Margaret Henderson Bacteriologist. Esperantist. |
The article also makes a whopper of an error, which I am leaving in place. Once, I’d call it a typographical error, and just quietly replace it, but as it occurs twice, it’s clear that it was the author’s intention, and so I’ll side with the writer for the Call, even though he or she is completely wrong. You’ll see.
The article is dwarfed by the picture of Margaret Henderson, which fills in between the headline and the text of the article. I wish they had had an image of Alice Robertson, since I was not able to find any images of her. She is somewhat overshadowed by a woman with nearly the same name, Alice Mary Robertson, who was born somewhat before our Esperantist and managed to outlive her. Alice Mary Robertson was the second woman to hold a seat in Congress (there are plenty of pictures of her). I’ll get to our Esperantist soon.
I’ve noticed that the photo that Margaret Henderson supplied was the same one that appeared in the 1903 Blue and Gold, the University of California yearbook in the year she received a B.S. in Biology. By the time of the article, it was three years old.
ESPERANTO CLUB FORMED IN BERKELEYBERKELEY, April 4.—Prominent women associated with the faculty of the University of California have organized a club, called the Esperanto Club, for the study and promotion of the new universal languages with that name. Miss A. Robertson, an assistant in the department of zoology, has been elected president, and Miss Margaret Henderson, an assistant to Dr. A. R. Ward, acting as a bacteriologist, is secretary. The membership includes a number of faculty people and others connected with the university.
[see image at left]
SECRETARY OF THE NEW UNIVERSAL LANGUAGE CLUB ORGANIZED AT BERKELY
New Universal Language to be Studied.
Esperanto was invented by Dr. L. L. Tamenhoff of Warsaw, Poland. Its simplicity and apparent adaptability to all nations’ purposes have impressed the university folk, who are enthusiastic over its possibilities. It promises to be the one big, successful fad among the cultured ones of the university town this season.
Dr. Tamenhoff clams that his Esperanto product is not calculated to displace the idioms of any language or nation, but to provide a second language, which all can adopt, and still use their mother tongue. By the aid of an Esperanto key, anything written in Esperanto can be quickly and easily translated. The grammar can be learned in an hour. There are no exceptions to its rules, as in other languages.Tamenhoff? Okay, they got the name wrong. Zamenhof (although many sources of the period transliterated the name “Samenhof,” occasionally with another f.)
Was Miss Henderson just “acting as a bacteriologist,” or was she actually doing work in bacteriology? Henderson was a bacteriologist. Henderson was a native of Peoria, born in 1882, who had come to Berkeley to study biology. After getting her degree, she worked for a few years as an instructor. In 1911, she married, leaving California. After she married, her profession is listed as “none” on the census. She and her husband had four children. She does not appear to have continued an interest in Esperanto after her marriage.
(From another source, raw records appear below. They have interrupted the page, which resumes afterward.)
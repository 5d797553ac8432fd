mod cli;
mod config;
mod db;
mod error;
mod extension;
mod headers;
mod migrator;
mod schema;
mod upgrade;

use cli::Cli;
use config::Config;
use directories::ProjectDirs;
use flexi_logger::{FileSpec, Logger, LoggerHandle};
use log::{debug, error};

use crate::error::TextBoxError;

fn setup_logging(config: &Config, project_dirs: &ProjectDirs) -> Result<LoggerHandle, TextBoxError> {
    // RUST_LOG takes precedence over the configured level
    let log_dir = project_dirs.data_local_dir().join("logs");
    Logger::try_with_env_or_str(config.logging.log_spec())
        .and_then(|logger| {
            logger
                .log_to_file(FileSpec::default().directory(log_dir))
                .format(flexi_logger::detailed_format)
                .duplicate_to_stderr(flexi_logger::Duplicate::Warn)
                .start()
        })
        .map_err(|e| TextBoxError::Error(format!("Failed to start logger: {}", e)))
}

fn main() {
    let project_dirs = match ProjectDirs::from("", "", "textboxfield") {
        Some(dirs) => dirs,
        None => {
            eprintln!("Could not determine project directories");
            std::process::exit(1);
        }
    };

    let config = Config::load_config(&project_dirs);

    let _logger = match setup_logging(&config, &project_dirs) {
        Ok(handle) => Some(handle),
        Err(err) => {
            eprintln!("{}", err);
            None
        }
    };

    config.set_global();
    debug!("Command-line args: {:?}", std::env::args_os().collect::<Vec<_>>());

    if let Err(err) = Cli::handle_command_line() {
        error!("{:?}", err);
        eprintln!("{}", err);
        std::process::exit(1);
    }
}
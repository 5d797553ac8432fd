mod layout;
mod sql;

pub use layout::{
    ColumnSpec, TableLayout, COLUMN_LENGTH, FIELD_TABLE, LEGACY_COLUMNS, SETTINGS_LAYOUT,
    TEXT_CDATA, TEXT_HANDLE, TEXT_LENGTH,
};
pub use sql::{Dialect, Identifier, Statement};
The president of the club, Alice Robertson, was a student of William Emerson Ritter, whose wife, Dr. Mary Bennett Ritter, was a proponent of women’s education. Dr. Ritter provided free examinations to women, because of a university rule that women had to have physician approval before they could use the gymnasium, a rule that did not apply to men. Professor Ritter was the founder of the Scripps Institution of Oceanography. Among the many scientists who have done research at the Scripps Institution of Oceanography is Alice Robertson, Ph.D.
I could refer to Robertson as Dr. Robertson, but it would be more appropriate to refer to her as Professor Robertson. Robertson was born in 1859, and so was about forty-seven when she started the Esperanto club (as compared to Henderson’s 24 years). After her work at the University of California, where she specialized in the biology of bryozoa, she accepted a position in the department of Zoology and Physiology at Wellesley College. Unfortunately, during the years that Professor Robertson was chair of the Department of Zoology and Physiology, Legenda, the Wellesley yearbook, did not include photographs of department chairs, as they did in other years. (It does note that Robertson was a member of Phi Beta Kappa.) The book Ladies in the Laboratory notes that Professor Robertson taught at Wellesley from 1906 to 1919.
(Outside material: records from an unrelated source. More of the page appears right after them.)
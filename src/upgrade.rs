use log::{debug, info};
use serde::Serialize;

use crate::db::Backend;
use crate::error::TextBoxError;
use crate::migrator::Migrator;
use crate::schema::{ColumnSpec, COLUMN_LENGTH, TEXT_CDATA, TEXT_HANDLE, TEXT_LENGTH};

/// Condition under which a step has work to do. Evaluated against the live
/// table each time, so a step that already ran no longer fires.
#[derive(Debug, Clone, Copy, PartialEq, Eq)]
pub enum Guard {
    Present(&'static str),
    Absent(&'static str),
}

impl Guard {
    pub fn fires<B: Backend + ?Sized>(
        &self,
        migrator: &mut Migrator<'_, B>,
    ) -> Result<bool, TextBoxError> {
        match self {
            Guard::Present(column) => migrator.has_column(column),
            Guard::Absent(column) => Ok(!migrator.has_column(column)?),
        }
    }
}

#[derive(Debug, Clone, Copy, PartialEq, Eq)]
pub enum Action {
    Add(&'static ColumnSpec),
    Rename {
        from: &'static str,
        to: &'static str,
    },
    Remove(&'static str),
}

impl Action {
    pub fn apply<B: Backend + ?Sized>(
        &self,
        migrator: &mut Migrator<'_, B>,
    ) -> Result<(), TextBoxError> {
        match self {
            Action::Add(spec) => migrator.add_column_spec(spec),
            Action::Rename { from, to } => migrator.rename_column(from, to),
            Action::Remove(column) => migrator.remove_column(column),
        }
    }
}

/// One check-then-act pair of the upgrade sequence.
#[derive(Debug, Clone, Copy, PartialEq, Eq)]
pub struct MigrationStep {
    pub name: &'static str,
    pub guard: Guard,
    pub action: Action,
}

/// The upgrade sequence, in the order it must run. The `length` rename comes
/// before the `text_length` add, so the add only fires on tables that never
/// had a `length` column.
pub const UPGRADE_STEPS: &[MigrationStep] = &[
    MigrationStep {
        name: "column length: drop show_full",
        guard: Guard::Present("show_full"),
        action: Action::Remove("show_full"),
    },
    MigrationStep {
        name: "column length: add column_length",
        guard: Guard::Absent("column_length"),
        action: Action::Add(&COLUMN_LENGTH),
    },
    MigrationStep {
        name: "text size: rename size",
        guard: Guard::Present("size"),
        action: Action::Rename {
            from: "size",
            to: "text_size",
        },
    },
    MigrationStep {
        name: "text formatter: rename formatter",
        guard: Guard::Present("formatter"),
        action: Action::Rename {
            from: "formatter",
            to: "text_formatter",
        },
    },
    MigrationStep {
        name: "text validator: rename validator",
        guard: Guard::Present("validator"),
        action: Action::Rename {
            from: "validator",
            to: "text_validator",
        },
    },
    MigrationStep {
        name: "text length: rename length",
        guard: Guard::Present("length"),
        action: Action::Rename {
            from: "length",
            to: "text_length",
        },
    },
    MigrationStep {
        name: "text length: add text_length",
        guard: Guard::Absent("text_length"),
        action: Action::Add(&TEXT_LENGTH),
    },
    MigrationStep {
        name: "text cdata: add text_cdata",
        guard: Guard::Absent("text_cdata"),
        action: Action::Add(&TEXT_CDATA),
    },
    MigrationStep {
        name: "text handle: add text_handle",
        guard: Guard::Absent("text_handle"),
        action: Action::Add(&TEXT_HANDLE),
    },
];

#[derive(Debug, Clone, Default, PartialEq, Eq, Serialize)]
pub struct UpgradeReport {
    pub applied: Vec<&'static str>,
}

/// Run every step whose guard fires, in order. Stops at the first failure;
/// whatever ran before it stays applied and a later run picks up from there.
pub fn upgrade<B: Backend + ?Sized>(
    migrator: &mut Migrator<'_, B>,
    steps: &[MigrationStep],
) -> Result<UpgradeReport, TextBoxError> {
    let mut report = UpgradeReport::default();

    for step in steps {
        if !step.guard.fires(migrator)? {
            debug!("Upgrade step '{}' not needed", step.name);
            continue;
        }

        info!("Applying upgrade step '{}'", step.name);
        step.action.apply(migrator)?;
        report.applied.push(step.name);
    }

    Ok(report)
}

/// Steps whose guard currently fires. Later guards are evaluated against the
/// table as it is now, not as earlier steps would leave it.
pub fn pending_steps<B: Backend + ?Sized>(
    migrator: &mut Migrator<'_, B>,
    steps: &[MigrationStep],
) -> Result<Vec<&'static str>, TextBoxError> {
    let mut pending = Vec::new();
    for step in steps {
        if step.guard.fires(migrator)? {
            pending.push(step.name);
        }
    }
    Ok(pending)
}
use super::{Backend, Row};
use crate::error::TextBoxError;
use crate::schema::{Dialect, Statement};

/// Wraps a backend and keeps every statement passed to `execute`, in order.
/// Queries are forwarded without being recorded.
pub struct Recorder<B> {
    inner: B,
    statements: Vec<Statement>,
}

impl<B: Backend> Recorder<B> {
    pub fn new(inner: B) -> Self {
        Self {
            inner,
            statements: Vec::new(),
        }
    }

    /// Statements attempted so far, including one that failed.
    pub fn statements(&self) -> &[Statement] {
        &self.statements
    }
}

#[cfg(test)]
impl<B: Backend> Recorder<B> {
    pub fn take_statements(&mut self) -> Vec<Statement> {
        std::mem::take(&mut self.statements)
    }

    pub fn inner(&self) -> &B {
        &self.inner
    }
}

impl<B: Backend> Backend for Recorder<B> {
    fn dialect(&self) -> Dialect {
        self.inner.dialect()
    }

    fn execute(&mut self, statement: &Statement) -> Result<(), TextBoxError> {
        self.statements.push(statement.clone());
        self.inner.execute(statement)
    }

    fn fetch_row(
        &mut self,
        row_index: usize,
        query: &Statement,
    ) -> Result<Option<Row>, TextBoxError> {
        self.inner.fetch_row(row_index, query)
    }
}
There was a bit of drama that no scientist would want to share during her time at Wellesley. According to The Story of Wellesley, a fire broke out on the campus on March 17, 1914. Although no lives were lost, much property and scientific research was:
Professor Robertson, the head of the department, who is an authority on certain deep-sea forms of life, had just finished her report on the collections from the dredging expedition of the Prince of Monaco, which had been sent her for identification; and the report and the collections all were lost.It is not clear that Professor Robertson continued in Esperanto after her 1906 experience. She doesn’t seem to have started a group at Wellesley. This article seems to be her one recorded connection with the language. Wellesley would later do a study on language learning in which Esperanto played a part, although by that point, Professor Robertson had retired. She moved back to California, where she died in 1922.